Please return only the lines from the one holding "highest priority first" through the one holding "pub async fn create(pool: &SqlitePool, data: VoucherCreate)", exactly as they appear in the records below, both ends included.

Stored data:
===============
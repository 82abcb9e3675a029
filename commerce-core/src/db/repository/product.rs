//! Product Repository
//!
//! The inventory collaborator's storage face. Stock moves only through
//! atomic signed deltas — never read-modify-write — so concurrent
//! checkouts cannot oversell a line.

use super::{RepoError, RepoResult};
use shared::models::{Product, ProductCreate};
use shared::util::{now_millis, snowflake_id};
use sqlx::SqlitePool;

pub async fn find_by_id(pool: &SqlitePool, id: i64) -> RepoResult<Option<Product>> {
    let row = sqlx::query_as::<_, Product>("SELECT * FROM product WHERE id = ?")
        .bind(id)
        .fetch_optional(pool)
        .await?;
    Ok(row)
}

pub async fn create(pool: &SqlitePool, data: ProductCreate) -> RepoResult<Product> {
    if data.price < 0 {
        return Err(RepoError::Validation("price must be non-negative".into()));
    }
    if data.stock < 0 {
        return Err(RepoError::Validation("stock must be non-negative".into()));
    }
    let id = snowflake_id();
    let now = now_millis();
    sqlx::query(
        "INSERT INTO product (id, name, category_id, price, stock, sold, is_active, \
         created_at, updated_at) VALUES (?, ?, ?, ?, ?, 0, 1, ?, ?)",
    )
    .bind(id)
    .bind(&data.name)
    .bind(data.category_id)
    .bind(data.price)
    .bind(data.stock)
    .bind(now)
    .bind(now)
    .execute(pool)
    .await?;
    find_by_id(pool, id)
        .await?
        .ok_or_else(|| RepoError::Database("Failed to create product".into()))
}

/// Atomically take `quantity` units of stock for a sale.
/// Returns false when stock is short — nothing is mutated.
pub async fn take_stock(pool: &SqlitePool, product_id: i64, quantity: i64) -> RepoResult<bool> {
    let now = now_millis();
    let rows = sqlx::query(
        "UPDATE product SET stock = stock - ?2, sold = sold + ?2, updated_at = ?3 \
         WHERE id = ?1 AND is_active = 1 AND stock >= ?2",
    )
    .bind(product_id)
    .bind(quantity)
    .bind(now)
    .execute(pool)
    .await?;
    Ok(rows.rows_affected() > 0)
}

/// Atomically return `quantity` units of stock (cancellation, return
/// receipt, or compensation after a partially-failed checkout)
pub async fn restore_stock(pool: &SqlitePool, product_id: i64, quantity: i64) -> RepoResult<bool> {
    let now = now_millis();
    let rows = sqlx::query(
        "UPDATE product SET stock = stock + ?2, sold = MAX(sold - ?2, 0), updated_at = ?3 \
         WHERE id = ?1",
    )
    .bind(product_id)
    .bind(quantity)
    .bind(now)
    .execute(pool)
    .await?;
    Ok(rows.rows_affected() > 0)
}
//! Repository Module
//!
//! Free async functions over `&SqlitePool`, one module per aggregate.
//! Mutations that race (voucher capacity, usage status flips, stock
//! deltas) are single conditional UPDATE statements — the caller learns
//! the outcome from `rows_affected()`, never from a prior read.

pub mod order;
pub mod product;
pub mod return_request;
pub mod voucher;
pub mod voucher_usage;

use thiserror::Error;

/// Repository error types
#[derive(Debug, Error)]
pub enum RepoError {
    #[error("Not found: {0}")]
    NotFound(String),

    #[error("Duplicate: {0}")]
    Duplicate(String),

    #[error("Database error: {0}")]
    Database(String),

    #[error("Validation error: {0}")]
    Validation(String),
}

impl From<sqlx::Error> for RepoError {
    fn from(err: sqlx::Error) -> Self {
        RepoError::Database(err.to_string())
    }
}

/// Result type for repository operations
pub type RepoResult<T> = Result<T, RepoError>;
//! Voucher Repository
//!
//! Administration CRUD plus the two atomic capacity operations the ledger
//! is built on: `try_reserve` and `release`. Both are single conditional
//! UPDATEs — of N concurrent reservations against one remaining unit,
//! SQLite applies exactly one.

use super::{RepoError, RepoResult};
use shared::models::{Voucher, VoucherCreate, VoucherUpdate};
use shared::util::{now_millis, snowflake_id};
use sqlx::SqlitePool;
use sqlx::types::Json;

pub async fn find_by_id(pool: &SqlitePool, id: i64) -> RepoResult<Option<Voucher>> {
    let row = sqlx::query_as::<_, Voucher>("SELECT * FROM voucher WHERE id = ?")
        .bind(id)
        .fetch_optional(pool)
        .await?;
    Ok(row)
}

pub async fn find_by_code(pool: &SqlitePool, code: &str) -> RepoResult<Option<Voucher>> {
    let row = sqlx::query_as::<_, Voucher>("SELECT * FROM voucher WHERE code = ?")
        .bind(code)
        .fetch_optional(pool)
        .await?;
    Ok(row)
}

/// List active vouchers, highest priority first
pub async fn find_active(pool: &SqlitePool) -> RepoResult<Vec<Voucher>> {
    let rows = sqlx::query_as::<_, Voucher>(
        "SELECT * FROM voucher WHERE is_active = 1 ORDER BY priority DESC, created_at DESC",
    )
    .fetch_all(pool)
    .await?;
    Ok(rows)
}

pub async fn create(pool: &SqlitePool, data: VoucherCreate) -> RepoResult<Voucher> {
    if find_by_code(pool, &data.code).await?.is_some() {
        return Err(RepoError::Duplicate(format!(
            "Voucher '{}' already exists",
            data.code
        )));
    }
    if data.usage_limit <= 0 {
        return Err(RepoError::Validation(
            "usage_limit must be positive".into(),
        ));
    }
    if data.valid_from > data.valid_to {
        return Err(RepoError::Validation(
            "valid_from must not be after valid_to".into(),
        ));
    }

    let id = snowflake_id();
    let now = now_millis();
    sqlx::query(
        "INSERT INTO voucher (id, code, name, voucher_type, value, min_order_amount, \
         max_discount_amount, usage_limit, used_count, valid_from, valid_to, per_user_limit, \
         first_use_only, new_user_only, min_cart_quantity, max_cart_quantity, is_stackable, \
         applicable_users, applicable_products, excluded_products, applicable_categories, \
         excluded_categories, priority, is_active, created_by, created_at, updated_at) \
         VALUES (?, ?, ?, ?, ?, ?, ?, ?, 0, ?, ?, ?, ?, ?, ?, ?, ?, ?, ?, ?, ?, ?, ?, 1, ?, ?, ?)",
    )
    .bind(id)
    .bind(&data.code)
    .bind(&data.name)
    .bind(data.voucher_type)
    .bind(data.value)
    .bind(data.min_order_amount.unwrap_or(0))
    .bind(data.max_discount_amount)
    .bind(data.usage_limit)
    .bind(data.valid_from)
    .bind(data.valid_to)
    .bind(data.per_user_limit.unwrap_or(1))
    .bind(data.first_use_only.unwrap_or(false))
    .bind(data.new_user_only.unwrap_or(false))
    .bind(data.min_cart_quantity)
    .bind(data.max_cart_quantity)
    .bind(data.is_stackable.unwrap_or(false))
    .bind(Json(data.applicable_users.unwrap_or_default()))
    .bind(Json(data.applicable_products.unwrap_or_default()))
    .bind(Json(data.excluded_products.unwrap_or_default()))
    .bind(Json(data.applicable_categories.unwrap_or_default()))
    .bind(Json(data.excluded_categories.unwrap_or_default()))
    .bind(data.priority.unwrap_or(0))
    .bind(data.created_by)
    .bind(now)
    .bind(now)
    .execute(pool)
    .await?;

    find_by_id(pool, id)
        .await?
        .ok_or_else(|| RepoError::Database("Failed to create voucher".into()))
}

pub async fn update(pool: &SqlitePool, id: i64, data: VoucherUpdate) -> RepoResult<Voucher> {
    let now = now_millis();
    let rows = sqlx::query(
        "UPDATE voucher SET name = COALESCE(?1, name), value = COALESCE(?2, value), \
         min_order_amount = COALESCE(?3, min_order_amount), \
         max_discount_amount = COALESCE(?4, max_discount_amount), \
         usage_limit = COALESCE(?5, usage_limit), valid_from = COALESCE(?6, valid_from), \
         valid_to = COALESCE(?7, valid_to), per_user_limit = COALESCE(?8, per_user_limit), \
         priority = COALESCE(?9, priority), is_active = COALESCE(?10, is_active), \
         updated_at = ?11 WHERE id = ?12",
    )
    .bind(data.name)
    .bind(data.value)
    .bind(data.min_order_amount)
    .bind(data.max_discount_amount)
    .bind(data.usage_limit)
    .bind(data.valid_from)
    .bind(data.valid_to)
    .bind(data.per_user_limit)
    .bind(data.priority)
    .bind(data.is_active)
    .bind(now)
    .bind(id)
    .execute(pool)
    .await?;
    if rows.rows_affected() == 0 {
        return Err(RepoError::NotFound(format!("Voucher {id} not found")));
    }
    find_by_id(pool, id)
        .await?
        .ok_or_else(|| RepoError::NotFound(format!("Voucher {id} not found")))
}

/// Soft delete — redemption paths only see active vouchers
pub async fn deactivate(pool: &SqlitePool, id: i64) -> RepoResult<bool> {
    let now = now_millis();
    let rows = sqlx::query("UPDATE voucher SET is_active = 0, updated_at = ? WHERE id = ? AND is_active = 1")
        .bind(now)
        .bind(id)
        .execute(pool)
        .await?;
    Ok(rows.rows_affected() > 0)
}

/// Atomically reserve one unit of redemption capacity.
///
/// Increments `used_count` only while the voucher is active, inside its
/// validity window, and below its usage limit — one indivisible
/// statement. Returns false when the guard fails (capacity gone, window
/// closed, or voucher missing); the caller classifies why.
pub async fn try_reserve(pool: &SqlitePool, voucher_id: i64, now: i64) -> RepoResult<bool> {
    let rows = sqlx::query(
        "UPDATE voucher SET used_count = used_count + 1, updated_at = ?2 \
         WHERE id = ?1 AND is_active = 1 AND used_count < usage_limit \
         AND valid_from <= ?3 AND valid_to >= ?3",
    )
    .bind(voucher_id)
    .bind(now)
    .bind(now)
    .execute(pool)
    .await?;
    Ok(rows.rows_affected() > 0)
}

/// Return one unit of capacity to the pool. Guarded so `used_count`
/// never goes negative. Runs on a connection so the ledger can pair it
/// with the usage-record flip in one transaction.
pub async fn release(
    conn: &mut sqlx::SqliteConnection,
    voucher_id: i64,
    now: i64,
) -> RepoResult<bool> {
    let rows = sqlx::query(
        "UPDATE voucher SET used_count = used_count - 1, updated_at = ?2 \
         WHERE id = ?1 AND used_count > 0",
    )
    .bind(voucher_id)
    .bind(now)
    .execute(conn)
    .await?;
    Ok(rows.rows_affected() > 0)
}
//! Voucher Usage Model
//!
//! The audit-and-lock unit tracking one redemption attempt against a
//! voucher. A row is born PENDING when the ledger reserves capacity at
//! cart stage, flips to USED when an order consumes the reservation, and
//! ends CANCELLED or REFUNDED when the reservation is unwound.

use serde::{Deserialize, Serialize};

/// Usage record status
#[derive(Debug, Clone, Copy, Serialize, Deserialize, PartialEq, Eq)]
#[serde(rename_all = "SCREAMING_SNAKE_CASE")]
#[cfg_attr(feature = "db", derive(sqlx::Type))]
#[cfg_attr(feature = "db", sqlx(rename_all = "SCREAMING_SNAKE_CASE"))]
pub enum UsageStatus {
    Pending,
    Used,
    Cancelled,
    Refunded,
}

impl UsageStatus {
    /// Terminal records never change again and hold no voucher capacity
    pub fn is_terminal(&self) -> bool {
        matches!(self, UsageStatus::Cancelled | UsageStatus::Refunded)
    }
}

/// Voucher usage record
#[derive(Debug, Clone, Serialize, Deserialize)]
#[cfg_attr(feature = "db", derive(sqlx::FromRow))]
pub struct VoucherUsage {
    pub id: i64,
    pub voucher_id: i64,
    pub user_id: i64,
    /// Set at commit time
    pub order_id: Option<i64>,
    pub order_number: Option<String>,
    /// Checkout correlation id for the cart-stage reservation
    pub pending_ref: Option<String>,
    pub status: UsageStatus,
    /// Discount applied, in currency units (0 until commit)
    pub discount_amount: i64,
    pub order_amount: i64,
    pub final_amount: i64,
    pub created_at: i64,
    pub updated_at: i64,
}

#[cfg(test)]
mod tests {
    use super::*;

    #[test]
    fn terminal_states() {
        assert!(!UsageStatus::Pending.is_terminal());
        assert!(!UsageStatus::Used.is_terminal());
        assert!(UsageStatus::Cancelled.is_terminal());
        assert!(UsageStatus::Refunded.is_terminal());
    }
}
===============
Exercise output:
/// List active vouchers, highest priority first
pub async fn find_active(pool: &SqlitePool) -> RepoResult<Vec<Voucher>> {
    let rows = sqlx::query_as::<_, Voucher>(
        "SELECT * FROM voucher WHERE is_active = 1 ORDER BY priority DESC, created_at DESC",
    )
    .fetch_all(pool)
    .await?;
    Ok(rows)
}

pub async fn create(pool: &SqlitePool, data: VoucherCreate) -> RepoResult<Voucher> {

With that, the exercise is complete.